Personne n’avait jusque-là établi le lien entre l’identité du kamikaze, Ahmed Shalabi, et la famille bombardée de Jabaliya. Il faut dire que le nom des kamikazes de l’Intifada n’était que rarement rapporté et jamais publicisé. Boileau avait-il découvert cette identité, comme Sophie venait de le faire, et saisi qu’il s’agissait du mobile du général Moshe Ayalon ?

— Je ne comprends pas, commença Paul. Si Pierre Boileau avait découvert ce lien, ne l’aurait-il pas révélé à son alliée chez Myosotis, Amanda Speer ? Celle-ci n’en a jamais fait état.

— Bizarre en effet. Mais toi-même, tu as été leur cible. Je crois que peu importe jusqu’où Boileau, Speer ou toi aviez réussi à vous rendre dans l’enquête, vous étiez devenus une menace trop grave pour Ayalon et pour ceux qui le protègent.

— J’ai une très mauvaise nouvelle à t’annoncer.

Elle se retourna vers lui, pas trop certaine du sérieux de ce qu’il s’apprêtait à lui dire.

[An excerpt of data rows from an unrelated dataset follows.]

//! Caller identity
//!
//! Sessions are resolved upstream; the gateway forwards the authenticated
//! user as `X-User-Id`.

use axum::extract::FromRequestParts;
use axum::http::request::Parts;
use uuid::Uuid;

use crate::error::ApiError;

pub const USER_ID_HEADER: &str = "x-user-id";

/// The authenticated user making the request
#[derive(Debug, Clone, Copy, PartialEq, Eq)]
pub struct CallerId(pub Uuid);

impl<S> FromRequestParts<S> for CallerId
where
    S: Send + Sync,
{
    type Rejection = ApiError;

    async fn from_request_parts(parts: &mut Parts, _state: &S) -> Result<Self, Self::Rejection> {
        let raw = parts
            .headers
            .get(USER_ID_HEADER)
            .and_then(|v| v.to_str().ok())
            .ok_or(ApiError::Unauthorized)?;

        Uuid::parse_str(raw.trim())
            .map(CallerId)
            .map_err(|_| ApiError::Unauthorized)
    }
}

— Toi aussi, tu fais désormais partie de leur liste noire.

• • •

Ils arrivaient en vue de Nazareth. Encore une heure et ils seraient dans le Golan.

Au volant, Sophie Boulé, comme toute bonne Israélienne, ouvrit la radio pour le bulletin de nouvelles du top de l’heure.

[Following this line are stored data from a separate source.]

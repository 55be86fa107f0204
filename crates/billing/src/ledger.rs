//! Credit ledger
//!
//! The four state transitions of a credit hold (reserve, confirm, cancel,
//! refund) behind one trait. Each call is atomic: either every grant,
//! transaction and detail write lands, or none does.

use std::collections::HashMap;
use std::sync::Arc;

use async_trait::async_trait;
use time::OffsetDateTime;
use tokio::sync::Mutex;
use uuid::Uuid;

use crate::allocation::{self, GrantSet};
use crate::error::{BillingError, BillingResult};
use crate::grant::{CreditAccount, CreditGrant};
use crate::refund::{self, RefundReceipt};
use crate::transaction::{CreditTransaction, CreditTransactionDetail};

#[async_trait]
pub trait CreditLedger: Send + Sync {
    /// Hold `amount` credits for an account, optionally linked to a task
    async fn reserve(
        &self,
        account: &CreditAccount,
        amount: i64,
        task_id: Option<Uuid>,
    ) -> BillingResult<CreditTransaction>;

    /// Spend a pending reservation
    async fn confirm(&self, transaction_id: Uuid) -> BillingResult<()>;

    /// Release a pending reservation
    async fn cancel(&self, transaction_id: Uuid) -> BillingResult<()>;

    /// Return credits from a confirmed deduction
    async fn refund(
        &self,
        transaction_id: Uuid,
        amount: i64,
        description: Option<&str>,
    ) -> BillingResult<RefundReceipt>;

    /// The confirmed deduction that paid for a task
    async fn find_task_deduction(&self, task_id: Uuid) -> BillingResult<Option<CreditTransaction>>;

    /// Credits an account could reserve right now
    async fn available_balance(&self, account: &CreditAccount) -> BillingResult<i64>;

    /// Cancel reservations whose TTL passed, returning their ids
    async fn cancel_expired_reservations(&self, now: OffsetDateTime) -> BillingResult<Vec<Uuid>>;
}

#[derive(Debug, Default)]
struct MemoryState {
    grants: HashMap<Uuid, CreditGrant>,
    transactions: HashMap<Uuid, CreditTransaction>,
    details: Vec<CreditTransactionDetail>,
}

impl MemoryState {
    fn transaction(&self, id: Uuid) -> BillingResult<CreditTransaction> {
        self.transactions
            .get(&id)
            .cloned()
            .ok_or(BillingError::TransactionNotFound(id))
    }

    fn details_of(&self, transaction_id: Uuid) -> Vec<CreditTransactionDetail> {
        self.details
            .iter()
            .filter(|d| d.transaction_id == transaction_id)
            .cloned()
            .collect()
    }

    fn grants_of(&self, details: &[CreditTransactionDetail]) -> GrantSet {
        details
            .iter()
            .filter_map(|d| self.grants.get(&d.grant_id))
            .map(|g| (g.id, g.clone()))
            .collect()
    }

    fn commit(&mut self, transaction: CreditTransaction, grants: GrantSet) {
        self.grants.extend(grants);
        self.transactions.insert(transaction.id, transaction);
    }

    fn settle(
        &mut self,
        transaction_id: Uuid,
        now: OffsetDateTime,
        cancel_reason: Option<&str>,
        confirm: bool,
    ) -> BillingResult<()> {
        let mut transaction = self.transaction(transaction_id)?;
        let details = self.details_of(transaction_id);
        let mut grants = self.grants_of(&details);

        if confirm {
            allocation::confirm(&mut transaction, &details, &mut grants, now)?;
        } else {
            allocation::cancel(&mut transaction, &details, &mut grants, now, cancel_reason)?;
        }

        self.commit(transaction, grants);
        Ok(())
    }
}

/// Ledger held in process memory
///
/// Every operation runs under one lock on copies of the rows it touches, so a
/// failed operation leaves the state exactly as it was.
#[derive(Debug, Clone, Default)]
pub struct MemoryCreditLedger {
    state: Arc<Mutex<MemoryState>>,
}

impl MemoryCreditLedger {
    pub fn new() -> Self {
        Self::default()
    }

    /// Add a grant issued elsewhere (purchase, subscription renewal)
    pub async fn issue_grant(&self, grant: CreditGrant) -> BillingResult<()> {
        grant.verify()?;
        self.state.lock().await.grants.insert(grant.id, grant);
        Ok(())
    }

    pub async fn grant(&self, id: Uuid) -> Option<CreditGrant> {
        self.state.lock().await.grants.get(&id).cloned()
    }

    pub async fn grants(&self) -> Vec<CreditGrant> {
        self.state.lock().await.grants.values().cloned().collect()
    }

    pub async fn transaction(&self, id: Uuid) -> Option<CreditTransaction> {
        self.state.lock().await.transactions.get(&id).cloned()
    }

    pub async fn transactions(&self) -> Vec<CreditTransaction> {
        self.state
            .lock()
            .await
            .transactions
            .values()
            .cloned()
            .collect()
    }

    pub async fn details(&self, transaction_id: Uuid) -> Vec<CreditTransactionDetail> {
        self.state.lock().await.details_of(transaction_id)
    }
}

#[async_trait]
impl CreditLedger for MemoryCreditLedger {
    async fn reserve(
        &self,
        account: &CreditAccount,
        amount: i64,
        task_id: Option<Uuid>,
    ) -> BillingResult<CreditTransaction> {
        let now = OffsetDateTime::now_utc();
        let mut state = self.state.lock().await;

        let mut candidates: Vec<CreditGrant> = state
            .grants
            .values()
            .filter(|g| g.is_eligible(account, now))
            .cloned()
            .collect();
        let reservation = allocation::reserve(&mut candidates, account, amount, task_id, now)?;

        let touched: GrantSet = candidates
            .into_iter()
            .filter(|g| reservation.details.iter().any(|d| d.grant_id == g.id))
            .map(|g| (g.id, g))
            .collect();
        state.details.extend(reservation.details);
        state.commit(reservation.transaction.clone(), touched);

        tracing::info!(
            transaction_id = %reservation.transaction.id,
            billing_user_id = %account.billing_user_id,
            amount = amount,
            task_id = ?task_id,
            "Reserved credits"
        );
        Ok(reservation.transaction)
    }

    async fn confirm(&self, transaction_id: Uuid) -> BillingResult<()> {
        let now = OffsetDateTime::now_utc();
        self.state
            .lock()
            .await
            .settle(transaction_id, now, None, true)?;
        tracing::info!(transaction_id = %transaction_id, "Confirmed credit reservation");
        Ok(())
    }

    async fn cancel(&self, transaction_id: Uuid) -> BillingResult<()> {
        let now = OffsetDateTime::now_utc();
        self.state
            .lock()
            .await
            .settle(transaction_id, now, None, false)?;
        tracing::info!(transaction_id = %transaction_id, "Cancelled credit reservation");
        Ok(())
    }

    async fn refund(
        &self,
        transaction_id: Uuid,
        amount: i64,
        description: Option<&str>,
    ) -> BillingResult<RefundReceipt> {
        let now = OffsetDateTime::now_utc();
        let mut state = self.state.lock().await;

        let mut transaction = state.transaction(transaction_id)?;
        let details = state.details_of(transaction_id);
        let mut grants = state.grants_of(&details);

        let entries = refund::refund(
            &mut transaction,
            &details,
            &mut grants,
            amount,
            description,
            now,
        )?;

        state.details.extend(entries.details);
        state.commit(transaction, grants);

        tracing::info!(
            transaction_id = %transaction_id,
            refunded = amount,
            total_refunded = entries.receipt.transaction.refund_amount,
            "Refunded credits"
        );
        Ok(entries.receipt)
    }

    async fn find_task_deduction(&self, task_id: Uuid) -> BillingResult<Option<CreditTransaction>> {
        let state = self.state.lock().await;
        Ok(state
            .transactions
            .values()
            .find(|t| t.metadata.task_id == Some(task_id) && t.is_settled_deduction())
            .cloned())
    }

    async fn available_balance(&self, account: &CreditAccount) -> BillingResult<i64> {
        let now = OffsetDateTime::now_utc();
        let state = self.state.lock().await;
        Ok(state
            .grants
            .values()
            .filter(|g| g.is_eligible(account, now))
            .map(|g| g.available_amount)
            .sum())
    }

    async fn cancel_expired_reservations(&self, now: OffsetDateTime) -> BillingResult<Vec<Uuid>> {
        let mut state = self.state.lock().await;
        let expired: Vec<Uuid> = state
            .transactions
            .values()
            .filter(|t| t.is_open_reservation() && t.expire_at.is_some_and(|at| at < now))
            .map(|t| t.id)
            .collect();

        for id in &expired {
            state.settle(*id, now, Some("expired"), false)?;
            tracing::info!(transaction_id = %id, "Cancelled expired credit reservation");
        }

        Ok(expired)
    }
}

Paul somnolait sur le siège du passager. La radio le réveilla.

Puis, la nouvelle tomba.

— Ça alors ! s’écria Sophie.

Paul, dont l’hébreu était rudimentaire, n’avait pas compris, sinon qu’il était question du Canada.

— Il y a eu une tentative d’assassinat aujourd’hui, contre Peter Craig, à Jérusalem !

S’ensuivit une discussion à bâtons rompus entre les deux sur le caractère fantastique de cette nouvelle.

— C’est tout de même étrange, analysa Paul. Je sais bien que l’image du Canada est ternie aux yeux des Palestiniens. Mais de là à exciter l’imagination des extrémistes et à faire de son ministre des Affaires étrangères une cible ? Ça ne me paraît pas réaliste…

— Non ? Alors imagine qu’un loup solitaire, un Canadien fou converti à l’islam, décide de porter son bras vengeur sur un des sionistes chrétiens qui gouvernent son pays.

Paul se retourna brusquement vers elle.

— Je crains que ceux qui protègent Ayalon ne viennent de se donner un permis de tuer. Un permis de tuer Paul Carpentier.